START GIVEN DATA

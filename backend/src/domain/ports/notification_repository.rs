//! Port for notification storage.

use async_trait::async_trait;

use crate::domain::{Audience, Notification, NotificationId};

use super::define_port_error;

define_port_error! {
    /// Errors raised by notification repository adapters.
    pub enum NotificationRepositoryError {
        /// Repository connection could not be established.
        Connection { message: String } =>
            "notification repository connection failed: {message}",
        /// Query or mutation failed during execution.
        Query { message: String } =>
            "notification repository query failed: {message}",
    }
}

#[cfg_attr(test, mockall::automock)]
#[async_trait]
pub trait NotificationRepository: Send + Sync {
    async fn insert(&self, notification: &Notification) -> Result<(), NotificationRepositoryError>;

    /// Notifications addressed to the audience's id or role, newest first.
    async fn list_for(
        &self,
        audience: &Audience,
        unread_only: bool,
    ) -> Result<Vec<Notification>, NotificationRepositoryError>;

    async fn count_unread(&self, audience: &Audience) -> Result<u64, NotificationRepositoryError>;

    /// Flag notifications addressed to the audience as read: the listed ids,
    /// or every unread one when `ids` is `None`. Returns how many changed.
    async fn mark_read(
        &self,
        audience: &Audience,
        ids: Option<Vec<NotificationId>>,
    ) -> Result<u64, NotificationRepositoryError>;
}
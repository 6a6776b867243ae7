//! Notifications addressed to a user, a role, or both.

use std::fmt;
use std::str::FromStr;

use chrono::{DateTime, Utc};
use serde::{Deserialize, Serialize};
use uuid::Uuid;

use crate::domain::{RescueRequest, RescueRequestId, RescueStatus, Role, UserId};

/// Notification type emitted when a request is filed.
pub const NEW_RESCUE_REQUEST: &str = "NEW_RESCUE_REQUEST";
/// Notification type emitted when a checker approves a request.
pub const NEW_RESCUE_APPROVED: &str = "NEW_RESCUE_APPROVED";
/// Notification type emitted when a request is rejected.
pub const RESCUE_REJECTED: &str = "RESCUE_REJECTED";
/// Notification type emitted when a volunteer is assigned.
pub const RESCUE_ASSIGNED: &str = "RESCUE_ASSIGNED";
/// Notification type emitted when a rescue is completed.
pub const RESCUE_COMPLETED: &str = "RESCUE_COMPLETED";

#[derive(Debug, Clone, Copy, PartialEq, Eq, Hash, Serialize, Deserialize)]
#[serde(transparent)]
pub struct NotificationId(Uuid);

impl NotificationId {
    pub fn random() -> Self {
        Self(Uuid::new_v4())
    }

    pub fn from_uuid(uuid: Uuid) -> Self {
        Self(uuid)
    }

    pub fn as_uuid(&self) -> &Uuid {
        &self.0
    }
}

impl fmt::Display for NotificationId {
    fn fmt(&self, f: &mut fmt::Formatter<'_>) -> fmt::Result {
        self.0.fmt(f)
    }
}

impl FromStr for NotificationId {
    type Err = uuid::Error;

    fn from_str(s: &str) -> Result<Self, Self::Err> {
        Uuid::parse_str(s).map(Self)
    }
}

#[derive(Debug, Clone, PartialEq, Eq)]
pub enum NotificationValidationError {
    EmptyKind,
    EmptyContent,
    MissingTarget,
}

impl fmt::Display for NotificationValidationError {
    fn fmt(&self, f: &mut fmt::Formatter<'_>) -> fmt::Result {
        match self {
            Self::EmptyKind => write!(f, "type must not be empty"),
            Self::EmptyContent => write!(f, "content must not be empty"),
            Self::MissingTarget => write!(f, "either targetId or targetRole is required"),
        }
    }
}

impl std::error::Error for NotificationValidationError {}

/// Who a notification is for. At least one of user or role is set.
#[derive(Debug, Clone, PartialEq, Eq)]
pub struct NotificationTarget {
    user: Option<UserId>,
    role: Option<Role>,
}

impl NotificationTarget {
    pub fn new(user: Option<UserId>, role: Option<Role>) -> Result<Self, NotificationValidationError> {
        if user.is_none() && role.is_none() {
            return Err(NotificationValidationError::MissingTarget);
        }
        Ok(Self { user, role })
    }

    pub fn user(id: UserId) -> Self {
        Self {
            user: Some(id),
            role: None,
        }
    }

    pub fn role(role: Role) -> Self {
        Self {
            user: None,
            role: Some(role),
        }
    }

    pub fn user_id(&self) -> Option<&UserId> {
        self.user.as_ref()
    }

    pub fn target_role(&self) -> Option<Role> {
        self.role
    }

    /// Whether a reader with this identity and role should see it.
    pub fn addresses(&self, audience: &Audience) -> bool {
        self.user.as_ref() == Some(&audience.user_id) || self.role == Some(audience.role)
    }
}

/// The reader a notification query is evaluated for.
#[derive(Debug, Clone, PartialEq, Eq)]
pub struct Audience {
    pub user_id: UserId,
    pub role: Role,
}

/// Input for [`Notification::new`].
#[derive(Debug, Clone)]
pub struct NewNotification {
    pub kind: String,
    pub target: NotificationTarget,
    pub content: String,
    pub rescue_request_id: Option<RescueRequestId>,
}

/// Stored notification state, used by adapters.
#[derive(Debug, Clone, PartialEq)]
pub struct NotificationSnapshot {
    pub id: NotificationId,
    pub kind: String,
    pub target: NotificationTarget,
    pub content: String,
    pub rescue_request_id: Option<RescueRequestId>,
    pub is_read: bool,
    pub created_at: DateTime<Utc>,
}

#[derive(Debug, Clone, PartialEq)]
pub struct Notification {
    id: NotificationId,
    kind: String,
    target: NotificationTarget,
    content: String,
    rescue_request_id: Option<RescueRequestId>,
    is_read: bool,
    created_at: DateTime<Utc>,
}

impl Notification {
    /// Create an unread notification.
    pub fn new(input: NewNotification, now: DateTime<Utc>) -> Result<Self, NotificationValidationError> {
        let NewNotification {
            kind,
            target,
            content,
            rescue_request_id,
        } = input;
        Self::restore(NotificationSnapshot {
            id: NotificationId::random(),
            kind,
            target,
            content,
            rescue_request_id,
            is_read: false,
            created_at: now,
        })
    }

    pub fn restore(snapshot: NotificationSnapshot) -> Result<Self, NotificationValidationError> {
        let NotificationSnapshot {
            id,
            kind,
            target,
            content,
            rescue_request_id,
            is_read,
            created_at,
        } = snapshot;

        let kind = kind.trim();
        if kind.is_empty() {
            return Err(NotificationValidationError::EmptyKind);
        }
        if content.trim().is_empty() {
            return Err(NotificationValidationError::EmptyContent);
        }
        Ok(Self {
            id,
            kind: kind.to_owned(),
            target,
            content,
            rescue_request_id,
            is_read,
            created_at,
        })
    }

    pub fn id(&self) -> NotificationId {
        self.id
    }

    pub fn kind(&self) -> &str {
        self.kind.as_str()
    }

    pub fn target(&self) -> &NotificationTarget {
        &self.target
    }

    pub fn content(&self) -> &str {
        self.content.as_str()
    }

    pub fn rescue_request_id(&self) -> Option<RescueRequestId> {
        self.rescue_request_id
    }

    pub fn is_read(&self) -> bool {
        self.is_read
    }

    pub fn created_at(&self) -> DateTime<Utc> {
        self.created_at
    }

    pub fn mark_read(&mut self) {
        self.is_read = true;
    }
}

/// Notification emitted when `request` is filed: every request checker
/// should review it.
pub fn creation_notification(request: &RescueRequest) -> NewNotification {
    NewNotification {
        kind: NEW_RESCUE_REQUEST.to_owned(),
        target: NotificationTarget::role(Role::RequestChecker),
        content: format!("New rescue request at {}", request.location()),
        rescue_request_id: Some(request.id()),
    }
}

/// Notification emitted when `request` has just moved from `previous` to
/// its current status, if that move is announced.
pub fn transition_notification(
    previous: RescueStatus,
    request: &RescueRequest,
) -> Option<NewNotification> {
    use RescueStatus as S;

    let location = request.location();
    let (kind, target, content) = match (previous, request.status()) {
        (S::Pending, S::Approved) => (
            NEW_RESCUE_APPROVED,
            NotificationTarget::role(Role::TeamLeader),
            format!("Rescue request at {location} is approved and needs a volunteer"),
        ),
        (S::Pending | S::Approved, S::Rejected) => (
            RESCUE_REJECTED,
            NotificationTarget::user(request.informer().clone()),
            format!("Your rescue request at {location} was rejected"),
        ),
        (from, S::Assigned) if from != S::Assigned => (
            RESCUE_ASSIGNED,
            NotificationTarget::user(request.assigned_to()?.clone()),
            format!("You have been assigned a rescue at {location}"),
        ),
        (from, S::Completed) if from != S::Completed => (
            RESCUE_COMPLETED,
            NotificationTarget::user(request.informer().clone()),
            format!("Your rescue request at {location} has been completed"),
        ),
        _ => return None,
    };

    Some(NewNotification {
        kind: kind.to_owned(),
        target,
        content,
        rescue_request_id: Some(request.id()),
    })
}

END GIVEN DATA
START GIVEN DATA

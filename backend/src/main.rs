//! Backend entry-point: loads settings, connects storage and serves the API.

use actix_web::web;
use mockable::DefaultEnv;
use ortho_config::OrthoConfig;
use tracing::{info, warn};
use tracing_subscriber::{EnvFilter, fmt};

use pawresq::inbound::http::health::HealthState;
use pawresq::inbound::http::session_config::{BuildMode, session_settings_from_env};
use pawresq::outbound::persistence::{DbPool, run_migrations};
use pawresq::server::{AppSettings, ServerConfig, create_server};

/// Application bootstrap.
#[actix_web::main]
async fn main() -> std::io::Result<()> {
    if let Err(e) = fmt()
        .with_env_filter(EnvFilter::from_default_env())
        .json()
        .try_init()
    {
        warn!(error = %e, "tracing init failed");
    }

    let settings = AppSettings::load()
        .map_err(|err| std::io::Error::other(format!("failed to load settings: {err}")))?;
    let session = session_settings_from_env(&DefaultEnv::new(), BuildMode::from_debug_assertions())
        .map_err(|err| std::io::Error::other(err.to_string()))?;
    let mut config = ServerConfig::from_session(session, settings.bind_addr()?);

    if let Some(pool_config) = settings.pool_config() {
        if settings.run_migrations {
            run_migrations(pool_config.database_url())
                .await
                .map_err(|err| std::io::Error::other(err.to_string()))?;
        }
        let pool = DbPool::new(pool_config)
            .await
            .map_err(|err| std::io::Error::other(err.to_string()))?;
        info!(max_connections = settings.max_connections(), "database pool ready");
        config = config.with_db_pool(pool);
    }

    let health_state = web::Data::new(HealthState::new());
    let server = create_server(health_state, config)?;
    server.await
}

END GIVEN DATA

### [WHAT IS REQUIRED]
Count the lines in the entries that hold the word "crate", and give nothing but the total.

### [YOUR SOLUTION]
2